Unter den dichten Bäumen war es angenehm kühl, dunkelgrün und feucht. Die Geräusche des Spätsommernachmittags drangen nur gedämpft herein – Zikaden, Tauben. Laura setzte sich im Schneidersitz auf eine Sandbank, richtete die Wirbelsäule auf und legte ihre geöffneten Hände auf die Knie. Sie atmete tief in den Bauch. Gedankenfetzen flogen vorüber, zusammenhangslos, fast verwerflich, Dinge wie: Ich muss nicht nach Hause rasen, um schnell was zu kochen. Warum will ich Guerrini eigentlich erst morgen Abend treffen? Es ist gut, dass Vater achthundert Kilometer weit weg ist. Aber ich liebe ihn. Berger ist ein Egomane – diese Britta Wieland im Grunde auch. Was bin ich?
Die Gedanken zogen vorüber, wurden allmählich weniger aufdringlich, verebbten, und gerade, als Laura in einen Zustand innerer Ruhe versank, schrillte das Handy an ihrem Gürtel. Sie ließ die Schultern sinken und lachte los. Dann drückte sie auf das Knöpfchen und sagte: «Hallo, Papa!»
«Eigentlich finde ich nicht, dass ich Ihr Vater sein könnte», antwortete Guerrini. «Der Altersunterschied ist irgendwie zu knapp!»
«Entschuldigung … Ich war halb eingeschlafen und … es ist meistens mein Vater, der in solchen Momenten anruft.»
Guerrini lachte leise.
»Sie schlafen? Ich dachte, deutsche Polizeibeamte wären sehr, sagen wir … aktiv.»

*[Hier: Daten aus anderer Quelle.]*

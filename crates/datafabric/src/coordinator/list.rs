/*
 *  Copyright 2025-2026 Colliery Software
 *
 *  Licensed under the Apache License, Version 2.0 (the "License");
 *  you may not use this file except in compliance with the License.
 *  You may obtain a copy of the License at
 *
 *      http://www.apache.org/licenses/LICENSE-2.0
 *
 *  Unless required by applicable law or agreed to in writing, software
 *  distributed under the License is distributed on an "AS IS" BASIS,
 *  WITHOUT WARRANTIES OR CONDITIONS OF ANY KIND, either express or implied.
 *  See the License for the specific language governing permissions and
 *  limitations under the License.
 */

use std::collections::HashSet;

use super::LifecycleCoordinator;
use crate::error::CatalogError;
use crate::explore::explore_table_name;
use crate::metrics;
use crate::models::{DatasetListing, DatasetMeta};

/// What [`LifecycleCoordinator::list`] returns.
#[derive(Debug, Clone, Copy, Default, PartialEq, Eq)]
pub struct ListOptions {
    /// `Some(true)` keeps only explorable instances, `Some(false)` only the
    /// others. `None` skips the query engine entirely.
    pub explorable: Option<bool>,
    /// Return [`DatasetMeta`] entries instead of bare specifications.
    pub include_meta: bool,
}

impl ListOptions {
    pub fn new() -> Self {
        Self::default()
    }

    pub fn with_meta(mut self) -> Self {
        self.include_meta = true;
        self
    }

    pub fn explorable(mut self, explorable: bool) -> Self {
        self.explorable = Some(explorable);
        self
    }
}

impl LifecycleCoordinator {
    /// Lists registered instances, ordered by name.
    ///
    /// # Errors
    ///
    /// [`CatalogError::ExploreListing`] if an explorable filter was requested
    /// and the query engine could not be asked.
    pub async fn list(&self, options: ListOptions) -> Result<Vec<DatasetListing>, CatalogError> {
        let specs = self.instances.get_all().await?;

        let tables: Option<HashSet<String>> = match options.explorable {
            Some(_) => {
                let names = self.explore.get_explorable_table_names().await.map_err(|e| {
                    tracing::error!("Caught exception while listing explorable datasets: {}", e);
                    metrics::record_explore_failure("list");
                    CatalogError::ExploreListing(e)
                })?;
                Some(names.into_iter().map(|n| n.to_lowercase()).collect())
            }
            None => None,
        };

        let mut listings = Vec::with_capacity(specs.len());
        for spec in specs {
            let table = explore_table_name(spec.name());
            let is_explorable = tables.as_ref().map(|t| t.contains(&table));
            if let (Some(wanted), Some(actual)) = (options.explorable, is_explorable) {
                if wanted != actual {
                    continue;
                }
            }

            if options.include_meta {
                let type_meta = self.types.get_type_info(spec.type_name()).await?;
                let mut meta = DatasetMeta::new(spec, type_meta);
                if is_explorable == Some(true) {
                    meta = meta.with_explore_table_name(table);
                }
                listings.push(DatasetListing::Meta(meta));
            } else {
                listings.push(DatasetListing::Spec(spec));
            }
        }
        Ok(listings)
    }
}
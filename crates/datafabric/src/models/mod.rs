/*
 *  Copyright 2025-2026 Colliery Software
 *
 *  Licensed under the Apache License, Version 2.0 (the "License");
 *  you may not use this file except in compliance with the License.
 *  You may obtain a copy of the License at
 *
 *      http://www.apache.org/licenses/LICENSE-2.0
 *
 *  Unless required by applicable law or agreed to in writing, software
 *  distributed under the License is distributed on an "AS IS" BASIS,
 *  WITHOUT WARRANTIES OR CONDITIONS OF ANY KIND, either express or implied.
 *  See the License for the specific language governing permissions and
 *  limitations under the License.
 */

//! Data model shared by the catalog, the executors and the HTTP surface.

mod entity_id;
mod payloads;
mod specification;
mod type_meta;

pub use entity_id::{EntityId, EntityType, NamespaceId};
pub use payloads::{
    DatasetAdminOpResponse, DatasetInstanceConfiguration, DatasetListing, DatasetMeta,
};
pub use specification::{DatasetSpecification, DatasetSpecificationBuilder, Properties};
pub use type_meta::{DatasetModuleMeta, DatasetTypeMeta};
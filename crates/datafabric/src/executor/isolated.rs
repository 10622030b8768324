/*
 *  Copyright 2025-2026 Colliery Software
 *
 *  Licensed under the Apache License, Version 2.0 (the "License");
 *  you may not use this file except in compliance with the License.
 *  You may obtain a copy of the License at
 *
 *      http://www.apache.org/licenses/LICENSE-2.0
 *
 *  Unless required by applicable law or agreed to in writing, software
 *  distributed under the License is distributed on an "AS IS" BASIS,
 *  WITHOUT WARRANTIES OR CONDITIONS OF ANY KIND, either express or implied.
 *  See the License for the specific language governing permissions and
 *  limitations under the License.
 */

//! Task-level isolation for op executors.
//!
//! Every call is moved onto its own tokio task carrying only owned copies of
//! its inputs. A panic in type code surfaces as
//! [`OpExecutorError::Panicked`] instead of unwinding into the caller, and a
//! call that outlives the configured timeout surfaces as
//! [`OpExecutorError::Timeout`]. The timed-out task is not aborted: create
//! and drop work that has started runs to completion in the background.

use async_trait::async_trait;
use std::any::Any;
use std::future::Future;
use std::sync::Arc;
use std::time::Duration;

use super::{OpExecutor, OpExecutorError};
use crate::models::{DatasetSpecification, DatasetTypeMeta, Properties};

/// Wraps an [`OpExecutor`] so each call is isolated and time-bounded.
pub struct IsolatedOpExecutor<E: ?Sized> {
    inner: Arc<E>,
    timeout: Duration,
}

impl<E: OpExecutor + ?Sized + 'static> IsolatedOpExecutor<E> {
    pub fn new(inner: Arc<E>, timeout: Duration) -> Self {
        Self { inner, timeout }
    }

    pub fn timeout(&self) -> Duration {
        self.timeout
    }

    async fn run<T, F>(&self, operation: &str, instance: &str, call: F) -> Result<T, OpExecutorError>
    where
        T: Send + 'static,
        F: Future<Output = Result<T, OpExecutorError>> + Send + 'static,
    {
        let handle = tokio::spawn(call);
        match tokio::time::timeout(self.timeout, handle).await {
            Ok(Ok(result)) => result,
            Ok(Err(join_error)) => {
                let reason = if join_error.is_panic() {
                    panic_message(join_error.into_panic())
                } else {
                    "task was cancelled".to_string()
                };
                tracing::error!(
                    "Op executor {} of dataset '{}' panicked: {}",
                    operation,
                    instance,
                    reason
                );
                Err(OpExecutorError::Panicked {
                    operation: operation.to_string(),
                    instance: instance.to_string(),
                    reason,
                })
            }
            Err(_) => {
                tracing::warn!(
                    "Op executor {} of dataset '{}' exceeded {:?}; leaving it to finish in the background",
                    operation,
                    instance,
                    self.timeout
                );
                Err(OpExecutorError::Timeout {
                    operation: operation.to_string(),
                    instance: instance.to_string(),
                    timeout: self.timeout,
                })
            }
        }
    }
}

fn panic_message(payload: Box<dyn Any + Send>) -> String {
    if let Some(message) = payload.downcast_ref::<&str>() {
        (*message).to_string()
    } else if let Some(message) = payload.downcast_ref::<String>() {
        message.clone()
    } else {
        "non-string panic payload".to_string()
    }
}

#[async_trait]
impl<E: OpExecutor + ?Sized + 'static> OpExecutor for IsolatedOpExecutor<E> {
    async fn create(
        &self,
        name: &str,
        type_meta: &DatasetTypeMeta,
        properties: &Properties,
    ) -> Result<DatasetSpecification, OpExecutorError> {
        let inner = self.inner.clone();
        let owned_name = name.to_string();
        let type_meta = type_meta.clone();
        let properties = properties.clone();
        self.run("create", name, async move {
            inner.create(&owned_name, &type_meta, &properties).await
        })
        .await
    }

    async fn drop_dataset(
        &self,
        spec: &DatasetSpecification,
        type_meta: &DatasetTypeMeta,
    ) -> Result<(), OpExecutorError> {
        let inner = self.inner.clone();
        let owned_spec = spec.clone();
        let type_meta = type_meta.clone();
        self.run("drop", spec.name(), async move {
            inner.drop_dataset(&owned_spec, &type_meta).await
        })
        .await
    }

    async fn truncate(&self, name: &str) -> Result<(), OpExecutorError> {
        let inner = self.inner.clone();
        let owned_name = name.to_string();
        self.run("truncate", name, async move { inner.truncate(&owned_name).await })
            .await
    }

    async fn upgrade(&self, name: &str) -> Result<(), OpExecutorError> {
        let inner = self.inner.clone();
        let owned_name = name.to_string();
        self.run("upgrade", name, async move { inner.upgrade(&owned_name).await })
            .await
    }

    async fn exists(&self, name: &str) -> Result<bool, OpExecutorError> {
        let inner = self.inner.clone();
        let owned_name = name.to_string();
        self.run("exists", name, async move { inner.exists(&owned_name).await })
            .await
    }
}

#[cfg(test)]
mod tests {
    use super::*;
    use std::sync::atomic::{AtomicBool, Ordering};

    /// Executor whose behaviour is picked by the instance name.
    #[derive(Default)]
    struct Misbehaving {
        finished: AtomicBool,
    }

    #[async_trait]
    impl OpExecutor for Misbehaving {
        async fn create(
            &self,
            name: &str,
            type_meta: &DatasetTypeMeta,
            properties: &Properties,
        ) -> Result<DatasetSpecification, OpExecutorError> {
            match name {
                "panics" => panic!("type code exploded"),
                "slow" => {
                    tokio::time::sleep(Duration::from_millis(100)).await;
                    self.finished.store(true, Ordering::SeqCst);
                    Ok(DatasetSpecification::builder(name, &type_meta.name).build())
                }
                _ => Ok(DatasetSpecification::builder(name, &type_meta.name)
                    .properties(properties)
                    .build()),
            }
        }

        async fn drop_dataset(
            &self,
            _spec: &DatasetSpecification,
            _type_meta: &DatasetTypeMeta,
        ) -> Result<(), OpExecutorError> {
            Ok(())
        }

        async fn truncate(&self, name: &str) -> Result<(), OpExecutorError> {
            Err(OpExecutorError::Execution {
                operation: "truncate".into(),
                instance: name.into(),
                reason: "read-only".into(),
            })
        }

        async fn upgrade(&self, _name: &str) -> Result<(), OpExecutorError> {
            Ok(())
        }

        async fn exists(&self, name: &str) -> Result<bool, OpExecutorError> {
            Ok(name == "present")
        }
    }

    fn table_meta() -> DatasetTypeMeta {
        DatasetTypeMeta::new("table", Vec::new())
    }

    #[tokio::test]
    async fn test_results_pass_through() {
        let executor = IsolatedOpExecutor::new(Arc::new(Misbehaving::default()), Duration::from_secs(5));

        let mut properties = Properties::new();
        properties.insert("ttl".into(), "5".into());
        let spec = executor
            .create("fine", &table_meta(), &properties)
            .await
            .unwrap();
        assert_eq!(spec.property("ttl"), Some("5"));

        assert!(executor.exists("present").await.unwrap());
        assert!(!executor.exists("absent").await.unwrap());
        assert!(matches!(
            executor.truncate("fine").await,
            Err(OpExecutorError::Execution { .. })
        ));
    }

    #[tokio::test]
    async fn test_panic_is_contained() {
        let executor = IsolatedOpExecutor::new(Arc::new(Misbehaving::default()), Duration::from_secs(5));

        let err = executor
            .create("panics", &table_meta(), &Properties::new())
            .await
            .unwrap_err();
        match err {
            OpExecutorError::Panicked {
                operation,
                instance,
                reason,
            } => {
                assert_eq!(operation, "create");
                assert_eq!(instance, "panics");
                assert!(reason.contains("type code exploded"));
            }
            other => panic!("unexpected error: {other:?}"),
        }
    }

    #[tokio::test]
    async fn test_timeout_leaves_call_running() {
        let inner = Arc::new(Misbehaving::default());
        let executor = IsolatedOpExecutor::new(inner.clone(), Duration::from_millis(10));

        let err = executor
            .create("slow", &table_meta(), &Properties::new())
            .await
            .unwrap_err();
        assert!(matches!(err, OpExecutorError::Timeout { .. }));
        assert!(!inner.finished.load(Ordering::SeqCst));

        tokio::time::sleep(Duration::from_millis(300)).await;
        assert!(inner.finished.load(Ordering::SeqCst));
    }
}
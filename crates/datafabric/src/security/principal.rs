/*
 *  Copyright 2025-2026 Colliery Software
 *
 *  Licensed under the Apache License, Version 2.0 (the "License");
 *  you may not use this file except in compliance with the License.
 *  You may obtain a copy of the License at
 *
 *      http://www.apache.org/licenses/LICENSE-2.0
 *
 *  Unless required by applicable law or agreed to in writing, software
 *  distributed under the License is distributed on an "AS IS" BASIS,
 *  WITHOUT WARRANTIES OR CONDITIONS OF ANY KIND, either express or implied.
 *  See the License for the specific language governing permissions and
 *  limitations under the License.
 */

//! Kerberos principals.
//!
//! A principal has the form `name[/instance][@REALM]`. Each component is
//! non-empty and contains neither `/` nor `@`.

use once_cell::sync::Lazy;
use regex::Regex;
use serde::{Deserialize, Serialize};
use std::fmt;
use thiserror::Error;

static PRINCIPAL_PATTERN: Lazy<Regex> =
    Lazy::new(|| Regex::new(r"^([^/@]+)(?:/([^/@]+))?(?:@([^/@]+))?$").expect("valid regex"));

/// Errors produced when a principal string is malformed.
#[derive(Debug, Clone, PartialEq, Eq, Error)]
pub enum PrincipalError {
    #[error("Principal must not be empty")]
    Empty,

    #[error("Malformed Kerberos principal '{0}': expected name[/instance][@REALM]")]
    Malformed(String),
}

/// A Kerberos principal string.
///
/// Constructing a principal with [`KerberosPrincipal::new`] does not check
/// it; stores validate on write via [`KerberosPrincipal::validate`] so that
/// malformed input is rejected at the store boundary. Use
/// [`KerberosPrincipal::parse`] to validate eagerly.
#[derive(Debug, Clone, PartialEq, Eq, Hash, Serialize, Deserialize)]
#[serde(transparent)]
pub struct KerberosPrincipal(String);

impl KerberosPrincipal {
    pub fn new(principal: impl Into<String>) -> Self {
        Self(principal.into())
    }

    /// Creates a principal, rejecting malformed input.
    pub fn parse(principal: impl Into<String>) -> Result<Self, PrincipalError> {
        let principal = Self::new(principal);
        principal.validate()?;
        Ok(principal)
    }

    pub fn validate(&self) -> Result<(), PrincipalError> {
        if self.0.is_empty() {
            return Err(PrincipalError::Empty);
        }
        if PRINCIPAL_PATTERN.is_match(&self.0) {
            Ok(())
        } else {
            Err(PrincipalError::Malformed(self.0.clone()))
        }
    }

    pub fn as_str(&self) -> &str {
        &self.0
    }

    /// The primary component (`alice` in `alice/host@REALM`).
    pub fn short_name(&self) -> Option<&str> {
        self.captures().and_then(|c| c.get(1)).map(|m| m.as_str())
    }

    pub fn instance(&self) -> Option<&str> {
        self.captures().and_then(|c| c.get(2)).map(|m| m.as_str())
    }

    pub fn realm(&self) -> Option<&str> {
        self.captures().and_then(|c| c.get(3)).map(|m| m.as_str())
    }

    fn captures(&self) -> Option<regex::Captures<'_>> {
        PRINCIPAL_PATTERN.captures(&self.0)
    }
}

impl fmt::Display for KerberosPrincipal {
    fn fmt(&self, f: &mut fmt::Formatter<'_>) -> fmt::Result {
        f.write_str(&self.0)
    }
}
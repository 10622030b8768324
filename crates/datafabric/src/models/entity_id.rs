/*
 *  Copyright 2025-2026 Colliery Software
 *
 *  Licensed under the Apache License, Version 2.0 (the "License");
 *  you may not use this file except in compliance with the License.
 *  You may obtain a copy of the License at
 *
 *      http://www.apache.org/licenses/LICENSE-2.0
 *
 *  Unless required by applicable law or agreed to in writing, software
 *  distributed under the License is distributed on an "AS IS" BASIS,
 *  WITHOUT WARRANTIES OR CONDITIONS OF ANY KIND, either express or implied.
 *  See the License for the specific language governing permissions and
 *  limitations under the License.
 */

//! Typed identifiers for resources that can carry an owner.

use serde::{Deserialize, Serialize};
use std::fmt;

/// Kind of resource an [`EntityId`] refers to.
#[derive(Debug, Clone, Copy, PartialEq, Eq, Hash, Serialize, Deserialize)]
#[serde(rename_all = "snake_case")]
pub enum EntityType {
    Dataset,
    Stream,
    Topic,
    Application,
}

impl EntityType {
    pub fn as_str(&self) -> &'static str {
        match self {
            EntityType::Dataset => "dataset",
            EntityType::Stream => "stream",
            EntityType::Topic => "topic",
            EntityType::Application => "application",
        }
    }
}

impl fmt::Display for EntityType {
    fn fmt(&self, f: &mut fmt::Formatter<'_>) -> fmt::Result {
        f.write_str(self.as_str())
    }
}

/// A namespace; every entity lives in exactly one.
#[derive(Debug, Clone, PartialEq, Eq, Hash, Serialize, Deserialize)]
pub struct NamespaceId(String);

impl NamespaceId {
    pub const DEFAULT: &'static str = "default";

    pub fn new(name: impl Into<String>) -> Self {
        Self(name.into())
    }

    pub fn name(&self) -> &str {
        &self.0
    }

    pub fn dataset(&self, name: impl Into<String>) -> EntityId {
        EntityId::new(EntityType::Dataset, self.clone(), name)
    }

    pub fn stream(&self, name: impl Into<String>) -> EntityId {
        EntityId::new(EntityType::Stream, self.clone(), name)
    }

    pub fn topic(&self, name: impl Into<String>) -> EntityId {
        EntityId::new(EntityType::Topic, self.clone(), name)
    }

    pub fn application(&self, name: impl Into<String>) -> EntityId {
        EntityId::new(EntityType::Application, self.clone(), name)
    }
}

impl Default for NamespaceId {
    fn default() -> Self {
        Self::new(Self::DEFAULT)
    }
}

impl fmt::Display for NamespaceId {
    fn fmt(&self, f: &mut fmt::Formatter<'_>) -> fmt::Result {
        f.write_str(&self.0)
    }
}

/// Identifier of an ownable resource: its kind, namespace and name.
#[derive(Debug, Clone, PartialEq, Eq, Hash, Serialize, Deserialize)]
pub struct EntityId {
    entity_type: EntityType,
    namespace: NamespaceId,
    name: String,
}

impl EntityId {
    pub fn new(entity_type: EntityType, namespace: NamespaceId, name: impl Into<String>) -> Self {
        Self {
            entity_type,
            namespace,
            name: name.into(),
        }
    }

    pub fn entity_type(&self) -> EntityType {
        self.entity_type
    }

    pub fn namespace(&self) -> &NamespaceId {
        &self.namespace
    }

    pub fn name(&self) -> &str {
        &self.name
    }
}

impl fmt::Display for EntityId {
    fn fmt(&self, f: &mut fmt::Formatter<'_>) -> fmt::Result {
        write!(f, "{}:{}.{}", self.entity_type, self.namespace, self.name)
    }
}
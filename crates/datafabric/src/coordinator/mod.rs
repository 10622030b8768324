/*
 *  Copyright 2025-2026 Colliery Software
 *
 *  Licensed under the Apache License, Version 2.0 (the "License");
 *  you may not use this file except in compliance with the License.
 *  You may obtain a copy of the License at
 *
 *      http://www.apache.org/licenses/LICENSE-2.0
 *
 *  Unless required by applicable law or agreed to in writing, software
 *  distributed under the License is distributed on an "AS IS" BASIS,
 *  WITHOUT WARRANTIES OR CONDITIONS OF ANY KIND, either express or implied.
 *  See the License for the specific language governing permissions and
 *  limitations under the License.
 */

//! # Lifecycle Coordinator
//!
//! The [`LifecycleCoordinator`] keeps four independent stores in step: the
//! instance catalog, the owner store, the physical resources behind the
//! [`OpExecutor`] and the query engine behind the [`ExploreGateway`]. None
//! of these share a transaction, so each protocol orders its steps to keep
//! the visible inconsistencies to a known, logged set:
//!
//! - create: owner record, physical create, catalog commit, explore enable.
//!   A failed physical create or commit rolls the owner record back. A
//!   failed explore enable is logged and ignored. Storage found under a
//!   name the catalog does not know is left over from an earlier failed
//!   create and is dropped before creating again.
//! - drop: explore disable, catalog removal, owner removal, physical drop.
//!   A failed physical drop leaves orphaned storage behind an already
//!   removed catalog entry.
//!
//! Concurrent creates of one name are serialised by a create reservation
//! taken before anything else is touched; the losers fail with a conflict
//! without reaching the op executor. The catalog's atomic add-if-absent
//! still decides between coordinators that share a catalog. No lock is held
//! across collaborator calls.
//!
//! Every op executor call is bounded by the configured op timeout.

mod admin;
mod create;
mod drop;
mod list;

pub use admin::AdminOperation;
pub use drop::BulkDropReport;
pub use list::ListOptions;

use once_cell::sync::Lazy;
use parking_lot::Mutex;
use regex::Regex;
use std::collections::HashSet;
use std::future::Future;
use std::sync::Arc;
use std::time::Instant;

use crate::config::DatasetServiceConfig;
use crate::error::CatalogError;
use crate::executor::{OpExecutor, OpExecutorError};
use crate::explore::ExploreGateway;
use crate::metrics;
use crate::models::{DatasetMeta, EntityId};
use crate::registry::{InstanceRegistry, TypeRegistry};
use crate::security::OwnerStore;

static INSTANCE_NAME: Lazy<Regex> =
    Lazy::new(|| Regex::new(r"^[A-Za-z0-9_][A-Za-z0-9_.\-]*$").expect("valid regex"));

/// Coordinates dataset instance lifecycles across the catalog stores.
pub struct LifecycleCoordinator {
    config: DatasetServiceConfig,
    types: Arc<dyn TypeRegistry>,
    instances: Arc<dyn InstanceRegistry>,
    owners: Arc<dyn OwnerStore>,
    executor: Arc<dyn OpExecutor>,
    explore: Arc<dyn ExploreGateway>,
    creating: Mutex<HashSet<String>>,
}

/// Exclusive right to create one instance name, released on drop.
pub(crate) struct CreateReservation<'a> {
    creating: &'a Mutex<HashSet<String>>,
    name: String,
}

impl Drop for CreateReservation<'_> {
    fn drop(&mut self) {
        self.creating.lock().remove(&self.name);
    }
}

impl LifecycleCoordinator {
    pub fn new(
        config: DatasetServiceConfig,
        types: Arc<dyn TypeRegistry>,
        instances: Arc<dyn InstanceRegistry>,
        owners: Arc<dyn OwnerStore>,
        executor: Arc<dyn OpExecutor>,
        explore: Arc<dyn ExploreGateway>,
    ) -> Self {
        Self {
            config,
            types,
            instances,
            owners,
            executor,
            explore,
            creating: Mutex::new(HashSet::new()),
        }
    }

    pub fn config(&self) -> &DatasetServiceConfig {
        &self.config
    }

    /// Returns the instance together with its type metadata and owner, or
    /// `None` if no instance of that name is registered.
    pub async fn get(&self, name: &str) -> Result<Option<DatasetMeta>, CatalogError> {
        if !is_valid_instance_name(name) {
            return Ok(None);
        }
        let Some(spec) = self.instances.get(name).await? else {
            return Ok(None);
        };
        let type_meta = self.types.get_type_info(spec.type_name()).await?;
        let owner = self
            .owners
            .get_owner(&self.dataset_id(name))
            .await?
            .map(|principal| principal.as_str().to_string());
        Ok(Some(DatasetMeta::new(spec, type_meta).with_owner_principal(owner)))
    }

    fn dataset_id(&self, name: &str) -> EntityId {
        self.config.namespace().dataset(name)
    }

    /// Reserves `name` for a create, or returns `None` if another create of
    /// the same name is in progress.
    fn reserve_create(&self, name: &str) -> Option<CreateReservation<'_>> {
        if !self.creating.lock().insert(name.to_string()) {
            return None;
        }
        Some(CreateReservation {
            creating: &self.creating,
            name: name.to_string(),
        })
    }

    /// Runs one op executor call under the op timeout, recording its latency
    /// and outcome. A call still running at the deadline is abandoned.
    async fn timed_op<T, F>(
        &self,
        operation: &'static str,
        instance: &str,
        call: F,
    ) -> Result<T, OpExecutorError>
    where
        F: Future<Output = Result<T, OpExecutorError>>,
    {
        let timeout = self.config.op_timeout();
        let started = Instant::now();
        let result = match tokio::time::timeout(timeout, call).await {
            Ok(result) => result,
            Err(_) => {
                tracing::warn!(
                    "Op executor {} of dataset '{}' exceeded {:?}",
                    operation,
                    instance,
                    timeout
                );
                Err(OpExecutorError::Timeout {
                    operation: operation.to_string(),
                    instance: instance.to_string(),
                    timeout,
                })
            }
        };
        metrics::record_op_executor_call(operation, started.elapsed(), result.is_err());
        result
    }
}

/// Whether `name` may be used for a new dataset instance.
pub fn is_valid_instance_name(name: &str) -> bool {
    INSTANCE_NAME.is_match(name)
}
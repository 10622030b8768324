/*
 *  Copyright 2025-2026 Colliery Software
 *
 *  Licensed under the Apache License, Version 2.0 (the "License");
 *  you may not use this file except in compliance with the License.
 *  You may obtain a copy of the License at
 *
 *      http://www.apache.org/licenses/LICENSE-2.0
 *
 *  Unless required by applicable law or agreed to in writing, software
 *  distributed under the License is distributed on an "AS IS" BASIS,
 *  WITHOUT WARRANTIES OR CONDITIONS OF ANY KIND, either express or implied.
 *  See the License for the specific language governing permissions and
 *  limitations under the License.
 */

//! Filesystem helpers shared by the file-backed stores.

use std::io;
use std::path::Path;
use std::sync::atomic::{AtomicU64, Ordering};

static TEMP_COUNTER: AtomicU64 = AtomicU64::new(0);

/// Whether `name` can be used as a single path component.
pub(crate) fn is_safe_component(name: &str) -> bool {
    !name.is_empty()
        && name != "."
        && name != ".."
        && !name.starts_with('.')
        && !name.contains(['/', '\\', '\0'])
}

/// Writes `contents` to `path` only if `path` does not exist yet.
///
/// The data is written to a temporary sibling first and then hard-linked
/// into place, so the target either does not exist or is complete. Returns
/// `Ok(false)` if the target already existed.
pub(crate) async fn create_file_if_absent(path: &Path, contents: &[u8]) -> io::Result<bool> {
    let parent = path
        .parent()
        .ok_or_else(|| io::Error::new(io::ErrorKind::InvalidInput, "path has no parent"))?;
    tokio::fs::create_dir_all(parent).await?;

    let temp = parent.join(format!(
        ".{}.{}.tmp",
        std::process::id(),
        TEMP_COUNTER.fetch_add(1, Ordering::Relaxed)
    ));
    tokio::fs::write(&temp, contents).await?;

    let linked = match tokio::fs::hard_link(&temp, path).await {
        Ok(()) => Ok(true),
        Err(e) if e.kind() == io::ErrorKind::AlreadyExists => Ok(false),
        Err(e) => Err(e),
    };
    let _ = tokio::fs::remove_file(&temp).await;
    linked
}

/// Removes `path`, reporting whether it existed.
pub(crate) async fn remove_file_if_present(path: &Path) -> io::Result<bool> {
    match tokio::fs::remove_file(path).await {
        Ok(()) => Ok(true),
        Err(e) if e.kind() == io::ErrorKind::NotFound => Ok(false),
        Err(e) => Err(e),
    }
}

/// Reads `path`, returning `None` if it does not exist.
pub(crate) async fn read_if_present(path: &Path) -> io::Result<Option<Vec<u8>>> {
    match tokio::fs::read(path).await {
        Ok(bytes) => Ok(Some(bytes)),
        Err(e) if e.kind() == io::ErrorKind::NotFound => Ok(None),
        Err(e) => Err(e),
    }
}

«Schlafen ist auch falsch. Ich sitze an dem geheimnisvollen Bach und denke nach, meditiere.»
«Ist das eine neue Ermittlungstechnik?» Wieder lachte Guerrini leise.
«Ja», erwiderte Laura. «Manchmal ist sie sogar sehr effektiv!»
«Wie wäre es, wenn ich Sie doch heute Abend zum Essen abholen würde. Dann könnten Sie mir von den Ergebnissen Ihrer Meditation erzählen … ich müsste auch etwas loswerden.» Guerrinis Stimme klang plötzlich sehr ernst.
«Wichtig?», fragte Laura.
«Wichtig!», entgegnete er.
«Gut. In zwei Stunden?»
«In zwei Stunden.»
Er hatte aufgelegt. Laura steckte das Telefon an ihren Gürtel zurück und stand auf. Sie war froh, dem Abendessen mit der Gruppe entgehen zu können. Es war nicht besonders professionell, aber ein Essen mit Guerrini erschien ihr wesentlich verlockender als das beklommene Schweigen an der Tafel der Abbadia. Sie hatte Zeit. Und Zeit bedeutete mehr Druck auf die Gruppe.
Laura folgte dem Bachbett, betrachtete die Spuren im Sand – Abdrücke von Vogelfüßen, Stachelschweintatzen, Hasenpfoten?